TASK TO CARRY OUT: Every line holding the string "port" should be copied from the listing.

START TASK INPUTS

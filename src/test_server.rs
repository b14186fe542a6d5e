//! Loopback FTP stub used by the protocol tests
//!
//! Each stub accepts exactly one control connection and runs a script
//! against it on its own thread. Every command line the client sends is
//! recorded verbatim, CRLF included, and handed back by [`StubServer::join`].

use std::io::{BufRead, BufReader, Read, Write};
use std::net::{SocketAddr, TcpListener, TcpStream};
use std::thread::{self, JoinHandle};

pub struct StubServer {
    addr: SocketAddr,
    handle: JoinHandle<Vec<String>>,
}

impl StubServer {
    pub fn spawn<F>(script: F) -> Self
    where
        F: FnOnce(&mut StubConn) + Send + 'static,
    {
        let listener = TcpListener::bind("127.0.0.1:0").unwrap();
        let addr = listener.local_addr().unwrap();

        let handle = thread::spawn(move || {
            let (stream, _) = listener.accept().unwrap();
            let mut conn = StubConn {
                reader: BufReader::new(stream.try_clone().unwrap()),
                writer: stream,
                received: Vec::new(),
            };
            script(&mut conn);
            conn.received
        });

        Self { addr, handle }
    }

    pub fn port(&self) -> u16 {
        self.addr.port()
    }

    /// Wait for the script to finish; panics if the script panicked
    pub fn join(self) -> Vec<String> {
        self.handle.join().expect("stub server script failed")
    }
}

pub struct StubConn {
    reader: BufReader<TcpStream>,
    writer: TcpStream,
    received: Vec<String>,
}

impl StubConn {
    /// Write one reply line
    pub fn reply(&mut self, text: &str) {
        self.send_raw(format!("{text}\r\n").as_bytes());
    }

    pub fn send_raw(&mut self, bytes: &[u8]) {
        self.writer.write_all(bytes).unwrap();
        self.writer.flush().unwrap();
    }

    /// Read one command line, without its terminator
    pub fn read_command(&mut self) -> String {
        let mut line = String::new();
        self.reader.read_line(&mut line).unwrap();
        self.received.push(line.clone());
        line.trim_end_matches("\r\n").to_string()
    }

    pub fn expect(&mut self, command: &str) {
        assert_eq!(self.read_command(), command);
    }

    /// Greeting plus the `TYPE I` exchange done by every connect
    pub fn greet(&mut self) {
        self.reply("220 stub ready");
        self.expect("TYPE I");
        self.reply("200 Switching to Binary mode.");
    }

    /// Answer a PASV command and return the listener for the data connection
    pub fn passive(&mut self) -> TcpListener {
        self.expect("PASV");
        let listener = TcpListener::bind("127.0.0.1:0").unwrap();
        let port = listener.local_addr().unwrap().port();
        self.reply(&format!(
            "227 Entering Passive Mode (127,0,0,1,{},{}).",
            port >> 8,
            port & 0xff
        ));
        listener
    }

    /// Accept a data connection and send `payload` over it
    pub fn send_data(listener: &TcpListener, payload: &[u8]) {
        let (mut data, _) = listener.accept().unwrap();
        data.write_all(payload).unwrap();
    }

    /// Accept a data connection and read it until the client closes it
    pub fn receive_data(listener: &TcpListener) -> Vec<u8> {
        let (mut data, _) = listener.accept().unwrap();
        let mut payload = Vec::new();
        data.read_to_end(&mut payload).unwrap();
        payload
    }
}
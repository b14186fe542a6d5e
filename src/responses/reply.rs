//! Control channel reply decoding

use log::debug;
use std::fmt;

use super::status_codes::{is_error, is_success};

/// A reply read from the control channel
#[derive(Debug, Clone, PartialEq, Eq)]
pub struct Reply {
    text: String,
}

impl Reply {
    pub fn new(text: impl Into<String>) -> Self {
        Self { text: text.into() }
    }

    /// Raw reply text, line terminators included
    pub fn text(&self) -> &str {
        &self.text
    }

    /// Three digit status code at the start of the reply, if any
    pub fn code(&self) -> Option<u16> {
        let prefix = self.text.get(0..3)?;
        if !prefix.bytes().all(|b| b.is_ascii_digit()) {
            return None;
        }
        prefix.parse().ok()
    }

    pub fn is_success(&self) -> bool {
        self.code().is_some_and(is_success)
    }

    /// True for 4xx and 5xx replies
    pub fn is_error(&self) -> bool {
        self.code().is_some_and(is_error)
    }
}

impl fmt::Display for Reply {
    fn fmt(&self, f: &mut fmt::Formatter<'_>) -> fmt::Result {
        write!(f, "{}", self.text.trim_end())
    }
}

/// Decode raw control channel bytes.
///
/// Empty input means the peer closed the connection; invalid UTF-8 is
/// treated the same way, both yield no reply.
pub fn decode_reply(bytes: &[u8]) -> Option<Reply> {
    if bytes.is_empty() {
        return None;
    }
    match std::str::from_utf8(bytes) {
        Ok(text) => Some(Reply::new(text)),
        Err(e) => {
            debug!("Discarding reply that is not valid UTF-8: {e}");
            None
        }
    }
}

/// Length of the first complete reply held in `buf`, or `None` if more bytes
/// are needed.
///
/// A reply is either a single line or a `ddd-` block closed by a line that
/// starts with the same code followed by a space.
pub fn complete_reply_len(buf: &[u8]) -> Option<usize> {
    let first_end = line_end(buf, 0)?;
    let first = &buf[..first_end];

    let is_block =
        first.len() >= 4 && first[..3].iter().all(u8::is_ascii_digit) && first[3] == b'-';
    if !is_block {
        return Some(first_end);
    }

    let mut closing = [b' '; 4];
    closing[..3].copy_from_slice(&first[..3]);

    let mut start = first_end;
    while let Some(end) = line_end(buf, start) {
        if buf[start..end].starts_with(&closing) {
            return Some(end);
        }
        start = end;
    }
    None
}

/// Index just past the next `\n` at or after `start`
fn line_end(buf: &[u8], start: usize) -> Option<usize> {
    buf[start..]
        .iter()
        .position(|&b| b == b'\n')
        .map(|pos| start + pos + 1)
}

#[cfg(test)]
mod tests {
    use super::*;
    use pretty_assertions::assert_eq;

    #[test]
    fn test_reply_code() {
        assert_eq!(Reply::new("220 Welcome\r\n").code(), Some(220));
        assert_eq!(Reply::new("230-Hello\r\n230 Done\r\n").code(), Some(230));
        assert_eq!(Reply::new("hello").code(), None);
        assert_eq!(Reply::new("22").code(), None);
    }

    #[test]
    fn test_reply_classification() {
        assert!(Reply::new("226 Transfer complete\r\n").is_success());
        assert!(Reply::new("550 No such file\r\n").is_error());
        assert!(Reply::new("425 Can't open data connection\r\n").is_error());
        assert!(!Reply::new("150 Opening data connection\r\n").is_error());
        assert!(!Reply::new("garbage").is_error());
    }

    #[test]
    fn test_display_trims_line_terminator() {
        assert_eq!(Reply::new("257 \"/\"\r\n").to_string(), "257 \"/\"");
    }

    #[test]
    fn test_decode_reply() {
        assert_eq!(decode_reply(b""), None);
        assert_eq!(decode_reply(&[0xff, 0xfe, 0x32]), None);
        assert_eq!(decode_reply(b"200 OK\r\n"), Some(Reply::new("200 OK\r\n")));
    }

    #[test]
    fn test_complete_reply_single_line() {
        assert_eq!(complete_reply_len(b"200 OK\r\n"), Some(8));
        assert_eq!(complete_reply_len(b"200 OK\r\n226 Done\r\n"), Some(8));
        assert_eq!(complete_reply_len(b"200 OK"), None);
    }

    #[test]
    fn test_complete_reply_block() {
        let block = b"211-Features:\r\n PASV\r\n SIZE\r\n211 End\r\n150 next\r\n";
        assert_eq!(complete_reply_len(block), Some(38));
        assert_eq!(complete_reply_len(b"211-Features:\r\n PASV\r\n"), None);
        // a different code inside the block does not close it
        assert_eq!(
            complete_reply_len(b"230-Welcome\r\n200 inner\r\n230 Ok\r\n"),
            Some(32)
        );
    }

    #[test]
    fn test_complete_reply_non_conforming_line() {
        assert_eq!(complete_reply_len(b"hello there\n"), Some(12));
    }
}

END TASK INPUTS
START TASK INPUTS

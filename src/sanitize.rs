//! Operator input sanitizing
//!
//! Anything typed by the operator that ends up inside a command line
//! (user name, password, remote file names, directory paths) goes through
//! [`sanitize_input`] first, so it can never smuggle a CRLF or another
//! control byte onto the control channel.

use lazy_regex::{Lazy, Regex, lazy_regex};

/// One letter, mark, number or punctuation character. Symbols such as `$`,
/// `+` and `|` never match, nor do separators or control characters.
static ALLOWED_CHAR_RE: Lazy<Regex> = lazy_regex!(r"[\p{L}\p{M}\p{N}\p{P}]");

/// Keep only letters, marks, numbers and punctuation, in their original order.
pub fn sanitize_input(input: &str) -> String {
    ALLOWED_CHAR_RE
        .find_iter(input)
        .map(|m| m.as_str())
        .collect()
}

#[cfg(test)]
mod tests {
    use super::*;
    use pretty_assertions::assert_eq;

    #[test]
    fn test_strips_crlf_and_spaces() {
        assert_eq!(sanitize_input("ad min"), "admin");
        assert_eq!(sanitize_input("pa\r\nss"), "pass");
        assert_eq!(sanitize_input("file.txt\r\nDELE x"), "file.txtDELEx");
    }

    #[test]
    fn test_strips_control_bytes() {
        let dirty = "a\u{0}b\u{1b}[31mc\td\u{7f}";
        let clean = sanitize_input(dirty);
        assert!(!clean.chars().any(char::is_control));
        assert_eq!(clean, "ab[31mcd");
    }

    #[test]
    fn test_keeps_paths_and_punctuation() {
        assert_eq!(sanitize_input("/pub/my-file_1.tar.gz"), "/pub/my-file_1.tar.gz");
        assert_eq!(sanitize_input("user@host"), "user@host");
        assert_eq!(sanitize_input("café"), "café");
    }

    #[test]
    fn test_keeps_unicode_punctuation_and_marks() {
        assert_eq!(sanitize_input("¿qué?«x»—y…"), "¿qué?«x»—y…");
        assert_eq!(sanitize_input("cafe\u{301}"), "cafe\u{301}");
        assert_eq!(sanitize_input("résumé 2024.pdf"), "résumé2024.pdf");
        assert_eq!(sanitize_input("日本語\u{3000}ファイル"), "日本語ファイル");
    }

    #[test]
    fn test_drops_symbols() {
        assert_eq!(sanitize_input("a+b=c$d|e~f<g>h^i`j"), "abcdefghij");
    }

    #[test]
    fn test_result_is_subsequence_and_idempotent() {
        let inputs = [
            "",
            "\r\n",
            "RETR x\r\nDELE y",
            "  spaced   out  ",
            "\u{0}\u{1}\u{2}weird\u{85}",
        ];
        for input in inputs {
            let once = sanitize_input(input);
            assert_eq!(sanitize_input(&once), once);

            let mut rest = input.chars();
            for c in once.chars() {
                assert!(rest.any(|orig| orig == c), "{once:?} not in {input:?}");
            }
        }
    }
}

END TASK INPUTS

ANSWER AREA:
    pub fn port(&self) -> u16 {
        self.addr.port()
        let port = listener.local_addr().unwrap().port();
            port >> 8,
            port & 0xff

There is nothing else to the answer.